── EXERCISE DATA ──
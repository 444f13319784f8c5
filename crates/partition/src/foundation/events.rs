//! Partition event listeners
//!
//! Listener registries are deliberately decoupled from the core state
//! machine: dispatch happens after the relevant mutation commits, and no
//! invariant of the partition table depends on listener behavior.

use std::collections::HashMap;
use std::net::SocketAddr;
use std::sync::{Arc, RwLock};

use uuid::Uuid;

use super::migration_info::MigrationInfo;
use super::types::{PartitionId, PartitionReplica};

/// A migration observed from the outside
#[derive(Debug, Clone)]
pub struct MigrationEvent {
    /// The migration this event describes
    pub migration: MigrationInfo,
}

/// A partition whose owner was lost
#[derive(Debug, Clone)]
pub struct PartitionLostEvent {
    /// The partition that lost its owner
    pub partition_id: PartitionId,

    /// Number of backups lost together with the owner
    pub lost_backup_count: usize,

    /// Address of the member that detected the loss
    pub source: SocketAddr,
}

/// A replica slot assignment change
#[derive(Debug, Clone)]
pub struct ReplicaChangeEvent {
    /// The partition whose slot changed
    pub partition_id: PartitionId,

    /// The slot that changed
    pub replica_index: usize,

    /// Previous occupant
    pub old_replica: Option<PartitionReplica>,

    /// New occupant
    pub new_replica: Option<PartitionReplica>,
}

/// Observer of migration lifecycle events
pub trait MigrationListener: Send + Sync {
    /// A migration was started by the master
    fn migration_started(&self, event: &MigrationEvent);

    /// A migration was committed
    fn migration_completed(&self, event: &MigrationEvent);

    /// A migration failed and was abandoned
    fn migration_failed(&self, event: &MigrationEvent);
}

/// Observer of partition-loss events
pub trait PartitionLostListener: Send + Sync {
    /// A partition lost its owner replica
    fn partition_lost(&self, event: &PartitionLostEvent);
}

/// Observer of individual replica slot changes
pub trait PartitionListener: Send + Sync {
    /// A replica slot was overwritten
    fn replica_changed(&self, event: &ReplicaChangeEvent);
}

#[derive(Default)]
struct Registries {
    migration: HashMap<Uuid, Arc<dyn MigrationListener>>,
    partition_lost: HashMap<Uuid, Arc<dyn PartitionLostListener>>,
    local_partition_lost: HashMap<Uuid, Arc<dyn PartitionLostListener>>,
    partition: HashMap<Uuid, Arc<dyn PartitionListener>>,
}

/// Listener registry for all partition events.
///
/// Registration returns an id that the matching remover accepts; removers
/// return whether anything was removed.
#[derive(Default)]
pub struct PartitionEventManager {
    registries: RwLock<Registries>,
}

impl PartitionEventManager {
    /// Create an empty registry
    pub fn new() -> Self {
        Self::default()
    }

    /// Register a migration listener
    pub fn add_migration_listener(&self, listener: Arc<dyn MigrationListener>) -> Uuid {
        let id = Uuid::new_v4();
        self.registries
            .write()
            .unwrap_or_else(std::sync::PoisonError::into_inner)
            .migration
            .insert(id, listener);
        id
    }

    /// Remove a migration listener
    pub fn remove_migration_listener(&self, id: Uuid) -> bool {
        self.registries
            .write()
            .unwrap_or_else(std::sync::PoisonError::into_inner)
            .migration
            .remove(&id)
            .is_some()
    }

    /// Register a partition-lost listener for cluster-wide loss events
    pub fn add_partition_lost_listener(&self, listener: Arc<dyn PartitionLostListener>) -> Uuid {
        let id = Uuid::new_v4();
        self.registries
            .write()
            .unwrap_or_else(std::sync::PoisonError::into_inner)
            .partition_lost
            .insert(id, listener);
        id
    }

    /// Register a partition-lost listener fired only for losses detected by
    /// the local member
    pub fn add_local_partition_lost_listener(
        &self,
        listener: Arc<dyn PartitionLostListener>,
    ) -> Uuid {
        let id = Uuid::new_v4();
        self.registries
            .write()
            .unwrap_or_else(std::sync::PoisonError::into_inner)
            .local_partition_lost
            .insert(id, listener);
        id
    }

    /// Remove a partition-lost listener registered with either variant
    pub fn remove_partition_lost_listener(&self, id: Uuid) -> bool {
        let mut registries = self.registries.write().unwrap_or_else(std::sync::PoisonError::into_inner);
        registries.partition_lost.remove(&id).is_some()
            || registries.local_partition_lost.remove(&id).is_some()
    }

    /// Register a replica-change listener
    pub fn add_partition_listener(&self, listener: Arc<dyn PartitionListener>) -> Uuid {
        let id = Uuid::new_v4();
        self.registries
            .write()
            .unwrap_or_else(std::sync::PoisonError::into_inner)
            .partition
            .insert(id, listener);
        id
    }

    /// Remove a replica-change listener
    pub fn remove_partition_listener(&self, id: Uuid) -> bool {
        self.registries
            .write()
            .unwrap_or_else(std::sync::PoisonError::into_inner)
            .partition
            .remove(&id)
            .is_some()
    }

    /// Dispatch a migration-started event
    pub fn send_migration_started(&self, migration: &MigrationInfo) {
        let event = MigrationEvent {
            migration: migration.clone(),
        };
        for listener in self.migration_listeners() {
            listener.migration_started(&event);
        }
    }

    /// Dispatch a migration-completed event
    pub fn send_migration_completed(&self, migration: &MigrationInfo) {
        let event = MigrationEvent {
            migration: migration.clone(),
        };
        for listener in self.migration_listeners() {
            listener.migration_completed(&event);
        }
    }

    /// Dispatch a migration-failed event
    pub fn send_migration_failed(&self, migration: &MigrationInfo) {
        let event = MigrationEvent {
            migration: migration.clone(),
        };
        for listener in self.migration_listeners() {
            listener.migration_failed(&event);
        }
    }

    /// Dispatch a partition-lost event. `local` selects whether the
    /// local-only registry fires as well.
    pub fn send_partition_lost(&self, event: &PartitionLostEvent, local: bool) {
        let (cluster_wide, local_only) = {
            let registries = self.registries.read().unwrap_or_else(std::sync::PoisonError::into_inner);
            (
                registries
                    .partition_lost
                    .values()
                    .cloned()
                    .collect::<Vec<_>>(),
                registries
                    .local_partition_lost
                    .values()
                    .cloned()
                    .collect::<Vec<_>>(),
            )
        };
        for listener in cluster_wide {
            listener.partition_lost(event);
        }
        if local {
            for listener in local_only {
                listener.partition_lost(event);
            }
        }
    }

    /// Dispatch a replica-change event
    pub fn send_replica_changed(&self, event: &ReplicaChangeEvent) {
        let listeners: Vec<_> = {
            let registries = self.registries.read().unwrap_or_else(std::sync::PoisonError::into_inner);
            registries.partition.values().cloned().collect()
        };
        for listener in listeners {
            listener.replica_changed(event);
        }
    }

    fn migration_listeners(&self) -> Vec<Arc<dyn MigrationListener>> {
        self.registries
            .read()
            .unwrap_or_else(std::sync::PoisonError::into_inner)
            .migration
            .values()
            .cloned()
            .collect()
    }
}

#[cfg(test)]
mod tests {
    use super::*;
    use std::sync::atomic::{AtomicUsize, Ordering};

    #[derive(Default)]
    struct CountingListener {
        started: AtomicUsize,
        completed: AtomicUsize,
        failed: AtomicUsize,
    }

    impl MigrationListener for CountingListener {
        fn migration_started(&self, _: &MigrationEvent) {
            self.started.fetch_add(1, Ordering::SeqCst);
        }

        fn migration_completed(&self, _: &MigrationEvent) {
            self.completed.fetch_add(1, Ordering::SeqCst);
        }

        fn migration_failed(&self, _: &MigrationEvent) {
            self.failed.fetch_add(1, Ordering::SeqCst);
        }
    }

    fn sample_migration() -> MigrationInfo {
        use gridmesh_cluster::NodeId;

        MigrationInfo::new(
            PartitionId::new(0),
            None,
            PartitionReplica {
                address: "127.0.0.1:5701".parse().unwrap(),
                uuid: NodeId::from_seed(1),
            },
            None,
            None,
            0,
        )
    }

    #[test]
    fn removed_listener_no_longer_fires() {
        let manager = PartitionEventManager::new();
        let listener = Arc::new(CountingListener::default());
        let id = manager.add_migration_listener(listener.clone());

        manager.send_migration_started(&sample_migration());
        assert_eq!(listener.started.load(Ordering::SeqCst), 1);

        assert!(manager.remove_migration_listener(id));
        assert!(!manager.remove_migration_listener(id));

        manager.send_migration_started(&sample_migration());
        assert_eq!(listener.started.load(Ordering::SeqCst), 1);
    }

    #[test]
    fn local_partition_lost_listener_skips_remote_events() {
        #[derive(Default)]
        struct LostCounter(AtomicUsize);
        impl PartitionLostListener for LostCounter {
            fn partition_lost(&self, _: &PartitionLostEvent) {
                self.0.fetch_add(1, Ordering::SeqCst);
            }
        }

        let manager = PartitionEventManager::new();
        let local = Arc::new(LostCounter::default());
        manager.add_local_partition_lost_listener(local.clone());

        let event = PartitionLostEvent {
            partition_id: PartitionId::new(1),
            lost_backup_count: 0,
            source: "127.0.0.1:5701".parse().unwrap(),
        };

        manager.send_partition_lost(&event, false);
        assert_eq!(local.0.load(Ordering::SeqCst), 0);

        manager.send_partition_lost(&event, true);
        assert_eq!(local.0.load(Ordering::SeqCst), 1);
    }
}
───
> _YOUR ASSIGNMENT_
Look through the entries above. Extract each line with the word "cloned".

> _ANSWER SECTION_
                    .cloned()
                    .cloned()
            registries.partition.values().cloned().collect()
            .cloned()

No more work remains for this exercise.